[Input data — start]

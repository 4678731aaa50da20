//! Runtime configuration for the orchestration core.
//!
//! A plain struct with a `Default` impl and an `from_env()` constructor that
//! reads `std::env::var`. No TOML, YAML, or other config-file parsing
//! dependency is introduced — every knob here is an environment variable
//! with a documented default.

use crate::core::types::ModelTier;
use std::time::Duration;

/// Process-wide tunables for the coordinator and its component agents.
#[derive(Debug, Clone)]
pub struct CoreConfig {
    /// Number of prior turns kept verbatim when compacting conversation history.
    pub max_history_runs: usize,
    /// Maximum number of tool-call records replayed from history into a fresh prompt.
    pub max_tool_calls_from_history: usize,
    /// Soft cap on reasoning steps an agent pipeline will perform before forcing a synthesis.
    pub max_reasoning_steps: usize,
    /// Whether the response cache is consulted/populated at all.
    pub cache_enabled: bool,
    /// Default time-to-live for cache entries.
    pub cache_ttl_seconds: u64,
    /// Timeout applied to a single tool invocation.
    pub tool_call_timeout_seconds: u64,
    /// Hard timeout applied to a single agent invocation.
    pub agent_response_timeout_seconds: u64,
    /// Default model tier used when a request doesn't escalate to Premium.
    pub model_tier: ModelTier,
    /// Default response verbosity, see [`crate::core::types::ResponseLength`].
    pub response_length: crate::core::types::ResponseLength,
    /// Whether outbound HTTP clients verify TLS certificates. Disabling this
    /// is only ever appropriate in local development against self-signed endpoints.
    pub verify_ssl: bool,
}

impl Default for CoreConfig {
    fn default() -> Self {
        CoreConfig {
            max_history_runs: 5,
            max_tool_calls_from_history: 3,
            max_reasoning_steps: 6,
            cache_enabled: true,
            cache_ttl_seconds: 3600,
            tool_call_timeout_seconds: 30,
            agent_response_timeout_seconds: 1800,
            model_tier: ModelTier::Standard,
            response_length: crate::core::types::ResponseLength::Default,
            verify_ssl: true,
        }
    }
}

impl CoreConfig {
    /// Load configuration from environment variables, falling back to
    /// [`CoreConfig::default`] for anything unset or unparsable.
    pub fn from_env() -> Self {
        let defaults = CoreConfig::default();
        CoreConfig {
            max_history_runs: env_usize("PMCOPILOT_MAX_HISTORY_RUNS", defaults.max_history_runs),
            max_tool_calls_from_history: env_usize(
                "PMCOPILOT_MAX_TOOL_CALLS_FROM_HISTORY",
                defaults.max_tool_calls_from_history,
            ),
            max_reasoning_steps: env_usize(
                "PMCOPILOT_MAX_REASONING_STEPS",
                defaults.max_reasoning_steps,
            ),
            cache_enabled: env_bool("PMCOPILOT_CACHE_ENABLED", defaults.cache_enabled),
            cache_ttl_seconds: env_u64("PMCOPILOT_CACHE_TTL_SECONDS", defaults.cache_ttl_seconds),
            tool_call_timeout_seconds: env_u64(
                "PMCOPILOT_TOOL_CALL_TIMEOUT_SECONDS",
                defaults.tool_call_timeout_seconds,
            ),
            agent_response_timeout_seconds: env_u64(
                "PMCOPILOT_AGENT_RESPONSE_TIMEOUT_SECONDS",
                defaults.agent_response_timeout_seconds,
            ),
            model_tier: defaults.model_tier,
            response_length: defaults.response_length,
            verify_ssl: env_bool("PMCOPILOT_VERIFY_SSL", defaults.verify_ssl),
        }
    }

    pub fn agent_response_timeout(&self) -> Duration {
        Duration::from_secs(self.agent_response_timeout_seconds)
    }

    pub fn tool_call_timeout(&self) -> Duration {
        Duration::from_secs(self.tool_call_timeout_seconds)
    }
}

fn env_usize(key: &str, default: usize) -> usize {
    std::env::var(key).ok().and_then(|v| v.parse().ok()).unwrap_or(default)
}

fn env_u64(key: &str, default: u64) -> u64 {
    std::env::var(key).ok().and_then(|v| v.parse().ok()).unwrap_or(default)
}

fn env_bool(key: &str, default: bool) -> bool {
    std::env::var(key)
        .ok()
        .and_then(|v| match v.to_lowercase().as_str() {
            "1" | "true" | "yes" => Some(true),
            "0" | "false" | "no" => Some(false),
            _ => None,
        })
        .unwrap_or(default)
}

#[cfg(test)]
mod tests {
    use super::*;

    #[test]
    fn defaults_match_spec_table() {
        let cfg = CoreConfig::default();
        assert_eq!(cfg.max_history_runs, 5);
        assert_eq!(cfg.cache_ttl_seconds, 3600);
        assert_eq!(cfg.agent_response_timeout_seconds, 1800);
    }
}
//! Concrete LLM provider clients implementing [`crate::core::client_wrapper::ClientWrapper`].
//!
//! [`crate::core::provider_registry::ProviderRegistry`] is the only component
//! that constructs these directly; the rest of the crate talks to providers
//! exclusively through the trait object.

pub mod claude;
pub mod common;
pub mod gemini;
pub mod grok;
pub mod openai;
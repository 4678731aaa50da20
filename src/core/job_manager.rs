//! Asynchronous job tracking.
//!
//! Implements a `Submit`/`Status`/`Result` contract: a job moves
//! `Pending -> Processing -> (Completed | Failed)`, is retried exactly once
//! on a transient crash, and is evicted after 24h of retention. Storage is
//! an in-memory `Mutex<HashMap>` guarded the same way as
//! [`crate::core::response_cache::ResponseCache`]; callers that need
//! durability across restarts provide their own persistence layer in front
//! of this API.

use crate::core::types::{Job, JobStatus};
use chrono::{DateTime, Utc};
use std::collections::HashMap;
use std::sync::Mutex;
use uuid::Uuid;

const RETENTION_HOURS: i64 = 24;

struct TrackedJob {
    job: Job,
    retries_remaining: u8,
}

/// Tracks submitted jobs and their lifecycle state.
pub struct JobManager {
    jobs: Mutex<HashMap<String, TrackedJob>>,
}

impl Default for JobManager {
    fn default() -> Self {
        Self::new()
    }
}

impl JobManager {
    pub fn new() -> Self {
        JobManager {
            jobs: Mutex::new(HashMap::new()),
        }
    }

    /// Register a new job in `Pending` state and return its id.
    pub fn submit(&self, request_query: String) -> String {
        let job_id = Uuid::new_v4().to_string();
        let now = Utc::now();
        let job = Job {
            job_id: job_id.clone(),
            status: JobStatus::Pending,
            progress: 0.0,
            submitted_at: now,
            updated_at: now,
            request_query,
            result: None,
            error: None,
        };
        self.jobs.lock().unwrap().insert(
            job_id.clone(),
            TrackedJob {
                job,
                retries_remaining: 1,
            },
        );
        job_id
    }

    /// Transition a job to `Processing`.
    pub fn mark_processing(&self, job_id: &str) {
        self.update(job_id, |tracked| {
            tracked.job.status = JobStatus::Processing;
            tracked.job.progress = 0.0;
        });
    }

    pub fn update_progress(&self, job_id: &str, progress: f32) {
        self.update(job_id, |tracked| {
            tracked.job.progress = progress.clamp(0.0, 1.0);
        });
    }

    /// Mark the job `Completed`. Terminal states are never overwritten once set.
    pub fn complete(&self, job_id: &str, result: String) {
        self.update(job_id, |tracked| {
            if tracked.job.status == JobStatus::Completed || tracked.job.status == JobStatus::Failed {
                return;
            }
            tracked.job.status = JobStatus::Completed;
            tracked.job.progress = 1.0;
            tracked.job.result = Some(result);
        });
    }

    /// Report a failure. If a retry is still available, the job is reset to
    /// `Pending` instead of moving to `Failed`.
    pub fn fail(&self, job_id: &str, error: String) {
        let mut jobs = self.jobs.lock().unwrap();
        if let Some(tracked) = jobs.get_mut(job_id) {
            if tracked.job.status == JobStatus::Completed || tracked.job.status == JobStatus::Failed {
                return;
            }
            if tracked.retries_remaining > 0 {
                tracked.retries_remaining -= 1;
                tracked.job.status = JobStatus::Pending;
                tracked.job.progress = 0.0;
                tracked.job.updated_at = Utc::now();
            } else {
                tracked.job.status = JobStatus::Failed;
                tracked.job.error = Some(error);
                tracked.job.updated_at = Utc::now();
            }
        }
    }

    pub fn status(&self, job_id: &str) -> Option<JobStatus> {
        self.jobs.lock().unwrap().get(job_id).map(|t| t.job.status)
    }

    pub fn result(&self, job_id: &str) -> Option<Job> {
        self.jobs.lock().unwrap().get(job_id).map(|t| t.job.clone())
    }

    /// Drop every job whose `updated_at` is older than the 24h retention
    /// window. Returns the number of jobs evicted.
    pub fn evict_expired(&self, now: DateTime<Utc>) -> usize {
        let mut jobs = self.jobs.lock().unwrap();
        let cutoff = now - chrono::Duration::hours(RETENTION_HOURS);
        let before = jobs.len();
        jobs.retain(|_, tracked| tracked.job.updated_at >= cutoff);
        before - jobs.len()
    }

    fn update(&self, job_id: &str, mutator: impl FnOnce(&mut TrackedJob)) {
        let mut jobs = self.jobs.lock().unwrap();
        if let Some(tracked) = jobs.get_mut(job_id) {
            mutator(tracked);
            tracked.job.updated_at = Utc::now();
        }
    }
}
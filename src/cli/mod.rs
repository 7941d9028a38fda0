//! Command-line interface layer.
//!
//! - `args`: clap argument definitions
//! - `commands`: one handler per subcommand
//! - `context`: config loading and registry setup shared by the handlers
//! - `report`: output helpers

mod args;
mod commands;
mod context;
mod exit_status;
mod report;
mod run;

pub use args::{
    Arguments, Command, CommonArgs, DumpCommand, LanguagesCommand, TranslateCommand,
};
pub use exit_status::ExitStatus;
pub use report::print_error;
pub use run::run_cli;
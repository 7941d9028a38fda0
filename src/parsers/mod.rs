//! Catalog file parsers.
//!
//! - `po`: gettext `.po` files (singular `msgid`/`msgstr` entries)

pub mod po;
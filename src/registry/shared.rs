//! Mutex-guarded registry for hosts that translate from several threads.

use std::{
    path::PathBuf,
    sync::{Mutex, MutexGuard, PoisonError},
};

use crate::error::Result;
use crate::registry::{DirectoryProvider, FileSystem, Registry};

/// A [`Registry`] behind a mutex, for hosts that call it from several threads.
///
/// Every call holds the lock for its whole duration, so a language switch
/// (clear, then reload of the default domain) is never observed half done.
#[derive(Debug)]
pub struct SharedRegistry<P = FileSystem> {
    inner: Mutex<Registry<P>>,
}

impl Default for SharedRegistry {
    fn default() -> Self {
        Self::new(Registry::new())
    }
}

impl<P: DirectoryProvider> SharedRegistry<P> {
    pub fn new(registry: Registry<P>) -> Self {
        Self {
            inner: Mutex::new(registry),
        }
    }

    pub fn init(&self, root: impl Into<PathBuf>) -> Result<()> {
        self.lock().init(root)
    }

    pub fn init_with_domain(
        &self,
        root: impl Into<PathBuf>,
        default_domain: impl Into<String>,
    ) -> Result<()> {
        self.lock().init_with_domain(root, default_domain)
    }

    pub fn languages(&self) -> Result<Vec<String>> {
        self.lock().languages()
    }

    pub fn select_language(&self, language: &str) -> Result<()> {
        self.lock().select_language(language)
    }

    pub fn load_domain(&self, domain: &str) -> Result<()> {
        self.lock().load_domain(domain)
    }

    pub fn translate(&self, message_id: &str) -> Result<String> {
        self.lock().translate(message_id)
    }

    pub fn translate_in(&self, domain: &str, message_id: &str) -> Result<String> {
        self.lock().translate_in(domain, message_id)
    }

    pub fn reset(&self) {
        self.lock().reset();
    }

    pub fn language(&self) -> Option<String> {
        self.lock().language().map(str::to_string)
    }

    /// Run several registry calls under a single lock.
    pub fn with<R>(&self, f: impl FnOnce(&mut Registry<P>) -> R) -> R {
        f(&mut self.lock())
    }

    pub fn into_inner(self) -> Registry<P> {
        self.inner.into_inner().unwrap_or_else(PoisonError::into_inner)
    }

    fn lock(&self) -> MutexGuard<'_, Registry<P>> {
        // Poisoning is ignored: `init` or `select_language` restore a usable state.
        self.inner.lock().unwrap_or_else(PoisonError::into_inner)
    }
}

impl<P: DirectoryProvider> From<Registry<P>> for SharedRegistry<P> {
    fn from(registry: Registry<P>) -> Self {
        Self::new(registry)
    }
}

[Input data — finish]

__Problem__. Filter the data above, keeping only lines that include the string "applied".

__Your response__.
    /// Timeout applied to a single tool invocation.
    /// Hard timeout applied to a single agent invocation.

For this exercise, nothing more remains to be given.